New Jersey’s highest court has denied parental rights to an infertile woman who arranged with her husband to a have a child carried by a surrogate. A 3-3 tie vote forced the court to accept the opinion of the lower court, and reject arguments that a New Jersey law unconstitutionally discriminated against women when it granted rights only to infertile men.
The New Jersey Parentage Act (N.J.S.A.) allows infertile men parental rights to a child carried by their wife via artificial insemination, even though the sperm come from a different man. It does not, however, grant parental rights to infertile women like the plaintiff, who similarly seek to have children through alternative means using their husband’s sperm.
In distinguishing between the two scenarios, the majority opinion noted that surrogates also have a stake in the outcome, with the option to seek parental rights. In a famous New Jersey case involving “Baby M,” the same court found that a surrogate carrying a child with her own egg could not be forced to relinquish her parental rights, even though she had already agreed to give the baby away. But as the New York Times points out, couples rarely now use the egg of the surrogate, instead relying on an anonymous egg donor and the sperm of the father in what is called “gestational surrogacy.”
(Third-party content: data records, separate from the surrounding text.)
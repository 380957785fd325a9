//! Deep merge over plain JSON objects.

use serde_json::Value;

use crate::{Error, Result};

/// Recursively merges `source` into `target`.
///
/// Nested objects are merged key by key; any other value in `source`
/// overwrites the one in `target`.
///
/// # Errors
///
/// [`Error::MergeNonObject`] if either side is not an object, or if an array
/// is met anywhere on either side of a merged key. `target` may already be
/// partially updated when this happens.
pub fn deep_merge(target: &mut Value, source: Value) -> Result<()> {
    match (target, source) {
        (Value::Object(target), Value::Object(source)) => {
            for (key, incoming) in source {
                if incoming.is_array() {
                    return Err(Error::MergeNonObject { found: "array" });
                }
                let slot = target.entry(key).or_insert(Value::Null);
                if slot.is_array() {
                    return Err(Error::MergeNonObject { found: "array" });
                }
                if slot.is_object() && incoming.is_object() {
                    deep_merge(slot, incoming)?;
                } else {
                    *slot = incoming;
                }
            }
            Ok(())
        }
        (Value::Object(_), source) => Err(Error::MergeNonObject {
            found: kind(&source),
        }),
        (target, _) => Err(Error::MergeNonObject {
            found: kind(target),
        }),
    }
}

const fn kind(value: &Value) -> &'static str {
    match value {
        Value::Null => "null",
        Value::Bool(_) => "boolean",
        Value::Number(_) => "number",
        Value::String(_) => "string",
        Value::Array(_) => "array",
        Value::Object(_) => "object",
    }
}

#[cfg(test)]
mod tests {
    use serde_json::json;

    use super::*;

    #[test]
    fn nested_objects_merge_key_by_key() {
        let mut target = json!({ "font": { "size": 12, "weight": "bold" }, "color": "red" });
        deep_merge(&mut target, json!({ "font": { "size": 14 }, "margin": 0 })).unwrap();
        assert_eq!(
            target,
            json!({ "font": { "size": 14, "weight": "bold" }, "color": "red", "margin": 0 })
        );
    }

    #[test]
    fn arrays_are_rejected() {
        let mut target = json!({ "a": 1 });
        assert_eq!(
            deep_merge(&mut target, json!({ "a": [1, 2] })),
            Err(Error::MergeNonObject { found: "array" })
        );
        let mut target = json!({ "a": [1] });
        assert!(deep_merge(&mut target, json!({ "a": 2 })).is_err());
        let mut target = json!([1]);
        assert_eq!(
            deep_merge(&mut target, json!({})),
            Err(Error::MergeNonObject { found: "array" })
        );
    }
}
use core::cell::RefCell;
use core::fmt;
use std::rc::Rc;

use js_sys::{Function, Reflect};
use tracing::{debug, error, warn};
use wasm_bindgen::{JsCast, JsValue, closure::Closure};
use web_sys::{Event, EventTarget, KeyboardEvent, MouseEvent, TouchEvent, WheelEvent};
use weft_core::{IdPath, MountMode, NativeEvent, Projection, Runtime, Timer, TimerRequest, TopLevelType};

use crate::dom::{id_path_of, window};
use crate::error::WebError;

/// Internal state machine for the web renderer.
#[derive(Debug, Default, Clone, Copy, PartialEq, Eq)]
pub enum WebRendererState {
    /// The renderer exists but no native listener is installed yet.
    #[default]
    Initialising,
    /// Native listeners are installed and events reach the runtime.
    Listening,
}

struct InstalledListener {
    target: EventTarget,
    name: &'static str,
    capture: bool,
    callback: Closure<dyn FnMut(Event)>,
}

/// Bridges the browser's native events and timers to a [`Runtime`].
///
/// One listener per [`TopLevelType`] is attached to `document` (or `window`
/// for resize). Listeners are detached when the renderer is dropped.
pub struct WebRenderer {
    runtime: Rc<RefCell<Runtime>>,
    listeners: Vec<InstalledListener>,
    state: WebRendererState,
}

impl WebRenderer {
    /// Wraps a runtime. Call [`WebRenderer::install`] to start receiving events.
    #[must_use]
    pub fn new(runtime: Runtime) -> Self {
        Self {
            runtime: Rc::new(RefCell::new(runtime)),
            listeners: Vec::new(),
            state: WebRendererState::Initialising,
        }
    }

    /// Returns the current renderer state.
    #[must_use]
    pub const fn state(&self) -> WebRendererState {
        self.state
    }

    /// Shared handle to the runtime, as captured by the native listeners.
    #[must_use]
    pub fn runtime(&self) -> Rc<RefCell<Runtime>> {
        Rc::clone(&self.runtime)
    }

    /// Attaches the delegated native listeners. Calling it again is a no-op.
    ///
    /// # Errors
    ///
    /// Returns an error if the DOM is unavailable or a listener is rejected.
    pub fn install(&mut self) -> Result<(), WebError> {
        if self.state == WebRendererState::Listening {
            return Ok(());
        }
        let window = window()?;
        let document = window.document().ok_or(WebError::DomUnavailable)?;

        for top_level in TopLevelType::ALL {
            let target: EventTarget = if top_level.on_window() {
                window.clone().into()
            } else {
                document.clone().into()
            };
            let runtime = Rc::clone(&self.runtime);
            let callback = Closure::<dyn FnMut(Event)>::new(move |event: Event| {
                deliver(&runtime, native_event(top_level, &event));
            });
            let name = top_level.dom_name();
            let capture = top_level.needs_capture();
            target.add_event_listener_with_callback_and_bool(
                name,
                callback.as_ref().unchecked_ref(),
                capture,
            )?;
            self.listeners.push(InstalledListener {
                target,
                name,
                capture,
                callback,
            });
        }

        debug!(count = self.listeners.len(), "native listeners installed");
        self.state = WebRendererState::Listening;
        Ok(())
    }

    /// Runs `f` against the runtime, then schedules any timer it requested.
    ///
    /// # Errors
    ///
    /// [`WebError::Busy`] when called from inside an event handler.
    pub fn with_runtime<R>(&self, f: impl FnOnce(&mut Runtime) -> R) -> Result<R, WebError> {
        let (result, timers) = {
            let mut runtime = self.runtime.try_borrow_mut().map_err(|_| WebError::Busy)?;
            let result = f(&mut runtime);
            (result, runtime.take_timer_requests())
        };
        schedule(&self.runtime, timers);
        Ok(result)
    }

    /// Mounts a projection into the element with DOM id `container`.
    ///
    /// # Errors
    ///
    /// Propagates runtime and DOM errors.
    pub fn mount(
        &self,
        container: &str,
        projection: &Projection,
        mode: MountMode,
    ) -> Result<IdPath, WebError> {
        self.with_runtime(|rt| rt.mount(container, projection, mode))?
            .map_err(WebError::from)
    }

    /// Reconciles a mounted root against a new projection.
    ///
    /// # Errors
    ///
    /// Propagates runtime and DOM errors.
    pub fn update_root(&self, root: &IdPath, projection: &Projection) -> Result<(), WebError> {
        self.with_runtime(|rt| rt.update_root(root, projection))?
            .map_err(WebError::from)
    }

    /// Unmounts a root and releases everything registered under it.
    ///
    /// # Errors
    ///
    /// Propagates runtime and DOM errors.
    pub fn unmount(&self, root: &IdPath) -> Result<(), WebError> {
        self.with_runtime(|rt| rt.unmount(root))?
            .map_err(WebError::from)
    }
}

impl fmt::Debug for WebRenderer {
    fn fmt(&self, f: &mut fmt::Formatter<'_>) -> fmt::Result {
        f.debug_struct("WebRenderer")
            .field("state", &self.state)
            .field(
                "listeners",
                &self.listeners.iter().map(|l| l.name).collect::<Vec<_>>(),
            )
            .finish_non_exhaustive()
    }
}

impl Drop for WebRenderer {
    fn drop(&mut self) {
        for listener in self.listeners.drain(..) {
            let _ = listener.target.remove_event_listener_with_callback_and_bool(
                listener.name,
                listener.callback.as_ref().unchecked_ref(),
                listener.capture,
            );
        }
    }
}

fn deliver(runtime: &Rc<RefCell<Runtime>>, event: NativeEvent) {
    let top_level = event.top_level;
    let outcome = {
        let Ok(mut rt) = runtime.try_borrow_mut() else {
            warn!(%top_level, "event raised while a handler is running, dropped");
            return;
        };
        let outcome = rt.dispatch(event);
        (outcome, rt.take_timer_requests())
    };
    let (result, timers) = outcome;
    schedule(runtime, timers);
    if let Err(err) = result {
        error!(%top_level, %err, "event handler failed");
        // Surfaces in the browser as an uncaught exception. Nothing above
        // still borrows the runtime at this point.
        wasm_bindgen::throw_str(&err.to_string());
    }
}

fn schedule(runtime: &Rc<RefCell<Runtime>>, timers: Vec<TimerRequest>) {
    if timers.is_empty() {
        return;
    }
    let Ok(window) = window() else {
        warn!("no window to schedule timers on");
        return;
    };
    for TimerRequest { timer, delay_ms } in timers {
        let runtime = Rc::clone(runtime);
        let callback = Closure::once_into_js(move || fire(&runtime, timer));
        let delay = i32::try_from(delay_ms).unwrap_or(i32::MAX);
        if let Err(err) = window.set_timeout_with_callback_and_timeout_and_arguments_0(
            callback.unchecked_ref::<Function>(),
            delay,
        ) {
            error!(?timer, err = ?err, "failed to schedule timer");
        }
    }
}

fn fire(runtime: &Rc<RefCell<Runtime>>, timer: Timer) {
    let outcome = {
        let Ok(mut rt) = runtime.try_borrow_mut() else {
            // Retry once the running handler returns.
            schedule(runtime, vec![TimerRequest { timer, delay_ms: 0 }]);
            return;
        };
        let result = rt.fire_timer(timer);
        (result, rt.take_timer_requests())
    };
    let (result, timers) = outcome;
    schedule(runtime, timers);
    if let Err(err) = result {
        error!(?timer, %err, "timer failed");
    }
}

fn native_event(top_level: TopLevelType, event: &Event) -> NativeEvent {
    let mut native = NativeEvent::new(top_level).with_timestamp(event.time_stamp());
    let target = event.target();
    native.target = target.as_ref().and_then(id_path_of);

    if let Some(mouse) = event.dyn_ref::<MouseEvent>() {
        native.x = f64::from(mouse.page_x());
        native.y = f64::from(mouse.page_y());
        let related = mouse.related_target();
        native.window_edge = related.is_none();
        native.related_target = related.as_ref().and_then(id_path_of);
    }
    if let Some(touch) = event
        .dyn_ref::<TouchEvent>()
        .and_then(|touch| touch.changed_touches().get(0))
    {
        native.x = f64::from(touch.page_x());
        native.y = f64::from(touch.page_y());
    }
    if let Some(wheel) = event.dyn_ref::<WheelEvent>() {
        native.delta_x = wheel.delta_x();
        native.delta_y = wheel.delta_y();
    }
    if let Some(keyboard) = event.dyn_ref::<KeyboardEvent>() {
        native.key = Some(keyboard.key());
    }
    if matches!(top_level, TopLevelType::Change | TopLevelType::Input) {
        native.value = target
            .as_ref()
            .and_then(|target| Reflect::get(target, &JsValue::from_str("value")).ok())
            .and_then(|value| value.as_string());
    }
    native
}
The surrogate in this case had already relinquished her parental rights, and was not disputing that issue. Instead, it was the state’s Department of Health and Human Services that intervened, claiming the woman’s name had improperly been included on the child’s birth certificate, and that the wife (A.L.S.) would have to go through the time and expense of the adoption process.
A three-justice dissent lamented the majority’s reliance on hypothetical scenarios, when the rights of the surrogate were not at issue in this case:
Although the purpose of the Parentage Act was for “all children and parents [to] have equal rights with respect to each other,” see Sponsor’s Statement, Statement to Senate Bill No. 888 (Jan. 19, 1982), that is not the case when one set of rights is granted to an infertile husband and his intended child, and a lesser set of rights is granted to an infertile wife and her intended child. In light of the rights conferred on an infertile husband by N.J.S.A. 9:17-44(a), there is no legitimate State interest in denying the infertile wife the ability to become the natural parent of the child conceived by her husband’s sperm when the surrogate, seventy-two hours after the child’s birth, lawfully relinquishes her parental rights. The surrogate’s surrender of her rights places A.L.S., if not in the same shoes, in similar shoes as the infertile husband.
As the case of “Baby M” shows, this is not an easy issue. State lawmakers have been wary to enter the fray of regulating surrogacy agreements, and the majority’s hesitation to question the legislature’s judgment reflects the cultural uncertainty surrounding this issue. In New Jersey, for example, a bill that would have put the names of infertile parents almost immediately on the birth certificate was vetoed by Gov. Chris Christie in August.
But as the dissent points out, this challenge is about whether this particular woman was discriminated against, not whether a third party might have a claim to parental rights in some other case. New Jersey’s law rightly attempts to keep up with the modern familial realities and to ensure that all parents have “equal rights.” Unfortunately, it falls far short of that goal by failing to provide any comparable mechanism by which an infertile woman — or an individual in a same-sex couple for that matter — can gain automatic legal rights to a child. Instead, because the plaintiff contributed no genetic material to the equation, she will be asked to go through the legal hoops of earning the right to the child she has now been mothering for three years.